We previously reported data showing weight increase from several African studies also presented at the conference. [1, 2, 3, 4]

First-line studies ADVANCE and NAMSAL showed persistent weight gain at week 96 – and that this was worse among women and participants also taking TAF. Second-line study VISEND showed greater weight gain with DTG and TAF compared to other ART regimens at 36 weeks. And the AFRICOS observational study reported weight gain among people receiving DTG-based ART.

As well as these, three other reports of weight gain with newer antiretrovirals at the conference were notable.
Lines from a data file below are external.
//! Plataforma web
//!
//! O navegador não tem níveis de API: a plataforma reporta versão 0, o que
//! leva o dispatcher pelas chamadas legadas (`vibrate_for`, `vibrate_pattern`).
//! Sem controle de amplitude, efeitos predefinidos, primitivas ou haptic feedback.

use vibes_core::pattern;
use vibes_core::types::{HapticFeedback, HapticFeedbackFlag, PredefinedEffect, Primitive, SupportVerdict};
use vibes_core::{BackendResult, EffectDescriptor, EffectKind, PlatformBackend, VibratorBackend};

use crate::api::VibrateApi;
use crate::error::{WebError, WebResult};

/// Id do único vibrador exposto
pub const WEB_VIBRATOR_ID: i32 = 0;

/// Nível reportado ao núcleo
pub const WEB_OS_VERSION: u32 = 0;

fn to_ms(value: u64) -> u32 {
    u32::try_from(value).unwrap_or(u32::MAX)
}

// ═══════════════════════════════════════════════════════════════════════════════
// PLATAFORMA
// ═══════════════════════════════════════════════════════════════════════════════

#[derive(Debug, Clone)]
pub struct WebPlatform<A> {
    api: A,
}

impl<A: VibrateApi + Clone + 'static> WebPlatform<A> {
    pub fn new(api: A) -> Self {
        Self { api }
    }

    pub fn api(&self) -> &A {
        &self.api
    }
}

impl<A: VibrateApi + Clone + 'static> PlatformBackend for WebPlatform<A> {
    fn os_version(&self) -> BackendResult<u32> {
        Ok(WEB_OS_VERSION)
    }

    fn default_vibrator(&mut self) -> BackendResult<Box<dyn VibratorBackend>> {
        Ok(Box::new(WebVibrator::new(self.api.clone())))
    }

    fn perform_haptic_feedback(
        &mut self,
        _haptic: HapticFeedback,
        _flag: HapticFeedbackFlag,
    ) -> BackendResult<bool> {
        Err(WebError::Unsupported("haptic feedback").into())
    }
}

// ═══════════════════════════════════════════════════════════════════════════════
// VIBRADOR
// ═══════════════════════════════════════════════════════════════════════════════

/// O motor do dispositivo, visto pelo navegador
#[derive(Debug, Clone)]
pub struct WebVibrator<A> {
    api: A,
}

impl<A: VibrateApi> WebVibrator<A> {
    pub fn new(api: A) -> Self {
        Self { api }
    }

    fn accepted(&self, accepted: bool) -> WebResult<()> {
        if accepted {
            Ok(())
        } else {
            log::debug!(target: "vibes", "navigator.vibrate returned false");
            Err(WebError::Rejected)
        }
    }

    fn duration(&self, duration_ms: u64) -> WebResult<()> {
        self.accepted(self.api.vibrate_ms(to_ms(duration_ms)))
    }

    /// Recebe off/on, envia on/off
    fn pattern(&self, off_on: &[u64], repeat: Option<usize>) -> WebResult<()> {
        if repeat.is_some() {
            return Err(WebError::RepeatUnsupported);
        }
        let on_off: Vec<u32> = pattern::off_on_to_on_off(off_on)
            .into_iter()
            .map(to_ms)
            .collect();
        self.accepted(self.api.vibrate_pattern(&on_off))
    }
}

impl<A: VibrateApi> VibratorBackend for WebVibrator<A> {
    fn id(&self) -> i32 {
        WEB_VIBRATOR_ID
    }

    fn has_vibrator(&self) -> BackendResult<bool> {
        Ok(self.api.is_available())
    }

    fn has_amplitude_control(&self) -> BackendResult<bool> {
        Ok(false)
    }

    fn are_effects_supported(&self, _effects: &[PredefinedEffect]) -> BackendResult<Vec<SupportVerdict>> {
        Err(WebError::Unsupported("predefined effects").into())
    }

    fn are_primitives_supported(&self, _primitives: &[Primitive]) -> BackendResult<Vec<bool>> {
        Err(WebError::Unsupported("composition primitives").into())
    }

    /// Só one-shots e waveforms sem repetição; amplitudes são ignoradas
    fn vibrate(&mut self, effect: &EffectDescriptor) -> BackendResult<()> {
        match effect.kind() {
            EffectKind::OneShot { duration_ms, .. } => self.duration(*duration_ms)?,
            EffectKind::Waveform { timings, repeat, .. } => self.pattern(timings, *repeat)?,
            EffectKind::Predefined(_) => return Err(WebError::Unsupported("predefined effects").into()),
            EffectKind::Composition(_) => return Err(WebError::Unsupported("compositions").into()),
        }
        Ok(())
    }

    fn vibrate_for(&mut self, duration_ms: u64) -> BackendResult<()> {
        self.duration(duration_ms).map_err(Into::into)
    }

    fn vibrate_pattern(&mut self, pattern: &[u64], repeat: Option<usize>) -> BackendResult<()> {
        self.pattern(pattern, repeat).map_err(Into::into)
    }

    fn cancel(&mut self) -> BackendResult<()> {
        self.duration(0).map_err(Into::into)
    }
}

#[cfg(test)]
mod tests {
    use super::*;
    use crate::api::{NavigatorCall, SimulatedNavigator};
    use vibes_core::Amplitude;

    #[test]
    fn test_to_ms_saturates() {
        assert_eq!(to_ms(250), 250);
        assert_eq!(to_ms(u64::MAX), u32::MAX);
    }

    #[test]
    fn test_vibrator_translates_effects() {
        let navigator = SimulatedNavigator::default();
        let mut vibrator = WebVibrator::new(navigator.clone());

        let one_shot = EffectDescriptor::new(EffectKind::OneShot {
            duration_ms: 90,
            amplitude: Amplitude::Level(10),
        });
        vibrator.vibrate(&one_shot).unwrap();

        let waveform = EffectDescriptor::new(EffectKind::Waveform {
            timings: vec![0, 40, 20, 40],
            amplitudes: Some(vec![0, 255, 0, 255]),
            repeat: None,
        });
        vibrator.vibrate(&waveform).unwrap();

        assert_eq!(
            navigator.calls(),
            vec![NavigatorCall::Duration(90), NavigatorCall::Pattern(vec![40, 20, 40])]
        );

        let predefined = EffectDescriptor::new(EffectKind::Predefined(PredefinedEffect::Click));
        assert!(vibrator.vibrate(&predefined).is_err());
    }
}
  • An analysis of the US OPERA cohort showed switching to TAF from tenofovir disoproxil fumarate (TDF) to be associated with pronounced weight gain soon after switch, regardless of concurrent INSTI. [5]
  • Centers for AIDS Research Network of Integrated Clinical Systems, another US cohort, showed short-term weight gain among people receiving first-line ART. People in this group receiving DTG or bictegravir (BIC) and TAF-based regimens six months after starting ART initiation gained more weight than those receiving other INSTI-based regimens. [6]
  • And DTG was associated with an increase in the odds of becoming either overweight or obese in virally suppressed adolescents with HIV in Eswatini switching from an NNRTI. [7]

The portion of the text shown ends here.